*Problem to work on*
Among the entries below, only the lines starting at the one with "match (want_ico, want_mp4, want_zip)" and ending at the one with "fn assemble_overlay_mp4_first(inputs: Inputs)", both included, are to be printed exactly.

*Data extract*
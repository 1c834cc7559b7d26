use std::rc::Rc;

use components::{leaflet_map::LeafletMap, workout_form::DomForm, workout_list::DomList};
use gloo_console::{error, info};
use platform::{BrowserAlert, BrowserGeolocation, LocalStorage};
use wasm_bindgen::JsValue;
use web_sys::Node;
use workout_tracker_data_management::{StorageError, WorkoutManager};
use workout_tracker_view::{EventSink, ViewConfig, ViewEvent, ViewReconciler};
use yew::prelude::*;

mod components;
mod platform;

type Reconciler = ViewReconciler<LeafletMap, DomForm, DomList, BrowserAlert, LocalStorage>;

enum MainMsg {
    View(ViewEvent),
}

#[derive(Debug)]
enum SetupError {
    Dom(JsValue),
    Storage(StorageError),
}

impl From<JsValue> for SetupError {
    fn from(err: JsValue) -> Self {
        Self::Dom(err)
    }
}

impl From<StorageError> for SetupError {
    fn from(err: StorageError) -> Self {
        Self::Storage(err)
    }
}

struct Model {
    reconciler: Option<Reconciler>,
}

fn build_reconciler() -> Result<Reconciler, SetupError> {
    let storage = LocalStorage::open()?;
    let manager = WorkoutManager::load(storage);
    info!(format!("Loaded {} workouts", manager.workouts().len()));

    let map = LeafletMap::new()?;
    let form = DomForm::new()?;
    let list = DomList::new(form.element())?;

    Ok(ViewReconciler::new(manager, map, form, list, BrowserAlert, ViewConfig::default()))
}

impl Component for Model {
    type Message = MainMsg;
    type Properties = ();

    fn create(_ctx: &Context<Self>) -> Self {
        let reconciler = match build_reconciler() {
            Ok(reconciler) => Some(reconciler),
            Err(err) => {
                error!(format!("Could not start: {err:?}"));
                None
            }
        };

        Self { reconciler }
    }

    fn rendered(&mut self, ctx: &Context<Self>, first_render: bool) {
        if !first_render {
            return;
        }
        let Some(reconciler) = &mut self.reconciler else {
            return;
        };

        reconciler.map().attach();

        let cb = ctx.link().callback(MainMsg::View);
        let sink: EventSink = Rc::new(move |event: ViewEvent| cb.emit(event));
        reconciler.start(sink, &mut BrowserGeolocation);
    }

    fn update(&mut self, _ctx: &Context<Self>, msg: Self::Message) -> bool {
        match msg {
            MainMsg::View(event) => {
                if let Some(reconciler) = &mut self.reconciler {
                    reconciler.handle(event);
                }
            }
        }
        // Collaborators edit their own DOM, nothing for yew to diff
        false
    }

    fn view(&self, _ctx: &Context<Self>) -> Html {
        let Some(reconciler) = &self.reconciler else {
            return html! {
                <div class="error">{"Could not start the workout tracker."}</div>
            };
        };

        let list: &Node = reconciler.list().element().as_ref();
        html! {
            <>
                <div class="sidebar">
                    {Html::VRef(list.clone())}
                </div>
                {reconciler.map().render()}
            </>
        }
    }
}

fn main() {
    yew::Renderer::<Model>::new().render();
}
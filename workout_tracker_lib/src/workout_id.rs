use std::fmt;

use serde::{Deserialize, Serialize};

const ID_BYTES: usize = 8;

/// Opaque workout identifier. Joins the store, map markers and list entries.
#[derive(Debug, Clone, PartialEq, Eq, Hash, PartialOrd, Ord, Serialize, Deserialize)]
#[serde(transparent)]
pub struct WorkoutId(String);

impl WorkoutId {
    /// Random 16 character lowercase hex id.
    pub fn generate() -> Self {
        let bytes: [u8; ID_BYTES] = rand::random();
        Self(hex::encode(bytes))
    }

    pub fn as_str(&self) -> &str {
        &self.0
    }
}

impl From<String> for WorkoutId {
    fn from(value: String) -> Self {
        Self(value)
    }
}

impl From<&str> for WorkoutId {
    fn from(value: &str) -> Self {
        Self(value.to_owned())
    }
}

impl fmt::Display for WorkoutId {
    fn fmt(&self, f: &mut fmt::Formatter<'_>) -> fmt::Result {
        f.write_str(&self.0)
    }
}
use std::io::prelude::*;
use std::path::{Path, PathBuf};

use anyhow::Result;
use env_logger::Builder;
use log::{Level, LevelFilter};
use owo_colors::OwoColorize;

mod menu;

fn color_level(level: Level) -> String {
    match level {
        Level::Error => level.red().to_string(),
        Level::Warn => level.yellow().to_string(),
        Level::Info => level.green().to_string(),
        Level::Debug => level.blue().to_string(),
        Level::Trace => level.purple().to_string(),
    }
}

const fn level_filter(verbose: usize) -> LevelFilter {
    match verbose {
        1 => LevelFilter::Error,
        2 => LevelFilter::Warn,
        3 => LevelFilter::Info,
        4 => LevelFilter::Debug,
        5 => LevelFilter::Trace,
        //default to off
        _ => LevelFilter::Off,
    }
}

fn main() -> Result<()> {
    let args: menu::Polybin = argp::parse_args_or_exit(argp::DEFAULT);

    if args.verbose != 0 {
        Builder::new()
            .format(|buf, record| writeln!(buf, "{} {}", color_level(record.level()), record.args()))
            .filter(None, level_filter(args.verbose))
            .init();
    }

    let ico_path = args.ico.as_deref().map(Path::new);
    let mp4_path = args.mp4.as_deref().map(Path::new);
    let zip_paths: Vec<PathBuf> = args.zip.iter().map(PathBuf::from).collect();

    log::info!("building {}", args.output);
    if let Err(error) = polybin_core::build(&args.output, ico_path, mp4_path, &zip_paths) {
        eprintln!("error: {error}");
        std::process::exit(1);
    }
    log::info!("wrote {}", args.output);

    Ok(())
}
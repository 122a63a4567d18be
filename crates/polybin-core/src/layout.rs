//! The byte-layout planner: given which inputs are present, picks one of
//! four concatenation orders and drives the MP4 reheader / ZIP patcher with
//! the deltas each order implies.

use crate::{ico, mp4, zip};

/// Which of the four supported byte layouts a build resolves to.
#[derive(Debug, Clone, Copy, PartialEq, Eq)]
pub enum LayoutMode {
    /// `mp4_part ++ zip_patched? ++ png`
    OverlayMp4First,
    /// `mp4 ++ zip_patched?`
    Mp4First,
    /// `ico_22 ++ png ++ zip_patched?`
    IcoFirst,
    /// `zip_merged`
    ZipOnly,
}

impl LayoutMode {
    /// Chooses a mode from input presence, per the precondition table.
    #[must_use]
    pub fn select(want_ico: bool, want_mp4: bool, want_zip: bool) -> Option<Self> {
        match (want_ico, want_mp4, want_zip) {
            (true, true, _) => Some(Self::OverlayMp4First),
            (false, true, _) => Some(Self::Mp4First),
            (true, false, _) => Some(Self::IcoFirst),
            (false, false, true) => Some(Self::ZipOnly),
            (false, false, false) => None,
        }
    }
}

/// Already-available canonical byte streams the planner assembles into a
/// final layout. `zip_merged` is `None` when no ZIP input was given.
pub struct Inputs {
    pub ico_png: Option<ico::PngImage>,
    pub mp4_bytes: Option<Vec<u8>>,
    pub zip_merged: Option<Vec<u8>>,
}

/// Assembles the final output buffer for `mode` from `inputs`.
///
/// # Errors
/// Propagates [`mp4::Error`] from reheading or [`zip::Error`] from patching.
pub fn assemble(mode: LayoutMode, inputs: Inputs) -> Result<Vec<u8>, super::Error> {
    match mode {
        LayoutMode::OverlayMp4First => assemble_overlay_mp4_first(inputs),
        LayoutMode::Mp4First => assemble_mp4_first(inputs),
        LayoutMode::IcoFirst => assemble_ico_first(inputs),
        LayoutMode::ZipOnly => Ok(inputs.zip_merged.unwrap_or_default()),
    }
}

fn assemble_overlay_mp4_first(inputs: Inputs) -> Result<Vec<u8>, super::Error> {
    let mp4_bytes = inputs.mp4_bytes.expect("OverlayMp4First requires mp4 input");
    let png = inputs.ico_png.expect("OverlayMp4First requires ico input");

    let first_box = mp4::read_box(&mp4_bytes, 0).ok_or(mp4::Error::InvalidMp4)?;
    let mp4_part_size = mp4::reheaded_size(&mp4_bytes, first_box.total_size);

    let zip_patched = match inputs.zip_merged {
        Some(merged) => Some(zip::patch_for_prepend(&merged, mp4_part_size as u64)?),
        None => None,
    };
    let zip_len = zip_patched.as_ref().map_or(0, Vec::len);

    let png_offset_abs = (mp4_part_size + zip_len) as u32;
    let mp4_part = mp4::rehead_with_overlay(
        &mp4_bytes,
        png.bytes.len() as u32,
        (png.width_px, png.height_px),
        png_offset_abs,
    )?;
    debug_assert_eq!(mp4_part.len(), mp4_part_size);

    let mut out = Vec::with_capacity(mp4_part.len() + zip_len + png.bytes.len());
    out.extend_from_slice(&mp4_part);
    if let Some(zip_patched) = &zip_patched {
        out.extend_from_slice(zip_patched);
    }
    out.extend_from_slice(&png.bytes);

    Ok(out)
}

fn assemble_mp4_first(inputs: Inputs) -> Result<Vec<u8>, super::Error> {
    let mp4_bytes = inputs.mp4_bytes.expect("Mp4First requires mp4 input");

    let mut out = mp4_bytes.clone();
    if let Some(merged) = inputs.zip_merged {
        let patched = zip::patch_for_prepend(&merged, mp4_bytes.len() as u64)?;
        out.extend_from_slice(&patched);
    }

    Ok(out)
}

fn assemble_ico_first(inputs: Inputs) -> Result<Vec<u8>, super::Error> {
    let png = inputs.ico_png.expect("IcoFirst requires ico input");
    let header = ico::build_plain_header(png.bytes.len() as u32, png.width_px, png.height_px);

    let mut out = Vec::with_capacity(header.len() + png.bytes.len());
    out.extend_from_slice(&header);
    out.extend_from_slice(&png.bytes);

    if let Some(merged) = inputs.zip_merged {
        let delta = (header.len() + png.bytes.len()) as u64;
        let patched = zip::patch_for_prepend(&merged, delta)?;
        out.extend_from_slice(&patched);
    }

    Ok(out)
}
//! Binary layout planner and format-surgery engine behind `polybin`.
//!
//! Builds polyglot files that are simultaneously valid under two or more of
//! ICO, MP4, and ZIP. Consumes already-extracted PNG bytes (via [`ico`]) and
//! already-merged ZIP bytes (via [`zip`]); never decodes pixels or deflates
//! streams beyond what those thin wrappers do.

pub mod data;
pub mod ico;
pub mod layout;
pub mod mp4;
pub mod zip;

use std::path::Path;

use snafu::prelude::*;

use layout::{Inputs, LayoutMode};

/// Errors that can abort a [`build`] call. All are fatal; none are retried internally.
#[derive(Debug, Snafu)]
#[non_exhaustive]
pub enum Error {
    #[snafu(display("Input path does not exist: {}", path.display()))]
    NotFound { path: std::path::PathBuf },
    #[snafu(display("At least two inputs are required, unless multiple --zip paths are given"))]
    InsufficientInputs,
    #[snafu(display("ICO error: {source}"))]
    Ico { source: ico::Error },
    #[snafu(display("MP4 error: {source}"))]
    Mp4 { source: mp4::Error },
    #[snafu(display("ZIP error: {source}"))]
    Zip { source: zip::Error },
    #[snafu(display("Filesystem error: {source}"))]
    IoError { source: std::io::Error },
}

pub type Result<T> = core::result::Result<T, Error>;

impl From<ico::Error> for Error {
    #[inline]
    fn from(source: ico::Error) -> Self {
        Self::Ico { source }
    }
}

impl From<mp4::Error> for Error {
    #[inline]
    fn from(source: mp4::Error) -> Self {
        Self::Mp4 { source }
    }
}

impl From<zip::Error> for Error {
    #[inline]
    fn from(source: zip::Error) -> Self {
        Self::Zip { source }
    }
}

impl From<std::io::Error> for Error {
    #[inline]
    fn from(source: std::io::Error) -> Self {
        Self::IoError { source }
    }
}

/// Builds a polyglot file at `output_path` from whichever of `ico_path`,
/// `mp4_path`, and `zip_paths` are given.
///
/// Validation: any provided path that is missing on disk fails with
/// [`Error::NotFound`]. Multiple `zip_paths` alone satisfy the "at least two
/// inputs" rule (merging archives is itself a legitimate single-format job);
/// otherwise at least two of `{ico, mp4, zip}` must be present, or the call
/// fails with [`Error::InsufficientInputs`].
///
/// # Errors
/// See [`Error`] for the full set of failure kinds.
pub fn build<P: AsRef<Path>>(
    output_path: P,
    ico_path: Option<&Path>,
    mp4_path: Option<&Path>,
    zip_paths: &[impl AsRef<Path>],
) -> Result<()> {
    for path in ico_path.into_iter().chain(mp4_path).chain(zip_paths.iter().map(AsRef::as_ref)) {
        ensure!(path.exists(), NotFoundSnafu { path: path.to_path_buf() });
    }

    let present_count =
        usize::from(ico_path.is_some()) + usize::from(mp4_path.is_some()) + usize::from(!zip_paths.is_empty());
    ensure!(zip_paths.len() > 1 || present_count >= 2, InsufficientInputsSnafu);

    let ico_png = ico_path.map(|path| read_ico(path)).transpose()?;
    let mp4_bytes = mp4_path.map(std::fs::read).transpose()?;
    let zip_merged = if zip_paths.is_empty() { None } else { Some(zip::merge_archives(zip_paths)?) };

    let mode = LayoutMode::select(ico_png.is_some(), mp4_bytes.is_some(), zip_merged.is_some())
        .expect("input validation above guarantees at least one of ico/mp4/zip is present");

    log::debug!("selected layout mode {mode:?}");

    let output = layout::assemble(mode, Inputs { ico_png, mp4_bytes, zip_merged })?;

    std::fs::write(output_path, output)?;
    Ok(())
}

fn read_ico(path: &Path) -> Result<ico::PngImage> {
    let bytes = std::fs::read(path)?;
    Ok(ico::extract_best_frame(&bytes)?)
}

*Answer to the exercise*
        match (want_ico, want_mp4, want_zip) {
            (true, true, _) => Some(Self::OverlayMp4First),
            (false, true, _) => Some(Self::Mp4First),
            (true, false, _) => Some(Self::IcoFirst),
            (false, false, true) => Some(Self::ZipOnly),
            (false, false, false) => None,
        }
    }
}

/// Already-available canonical byte streams the planner assembles into a
/// final layout. `zip_merged` is `None` when no ZIP input was given.
pub struct Inputs {
    pub ico_png: Option<ico::PngImage>,
    pub mp4_bytes: Option<Vec<u8>>,
    pub zip_merged: Option<Vec<u8>>,
}

/// Assembles the final output buffer for `mode` from `inputs`.
///
/// # Errors
/// Propagates [`mp4::Error`] from reheading or [`zip::Error`] from patching.
pub fn assemble(mode: LayoutMode, inputs: Inputs) -> Result<Vec<u8>, super::Error> {
    match mode {
        LayoutMode::OverlayMp4First => assemble_overlay_mp4_first(inputs),
        LayoutMode::Mp4First => assemble_mp4_first(inputs),
        LayoutMode::IcoFirst => assemble_ico_first(inputs),
        LayoutMode::ZipOnly => Ok(inputs.zip_merged.unwrap_or_default()),
    }
}

fn assemble_overlay_mp4_first(inputs: Inputs) -> Result<Vec<u8>, super::Error> {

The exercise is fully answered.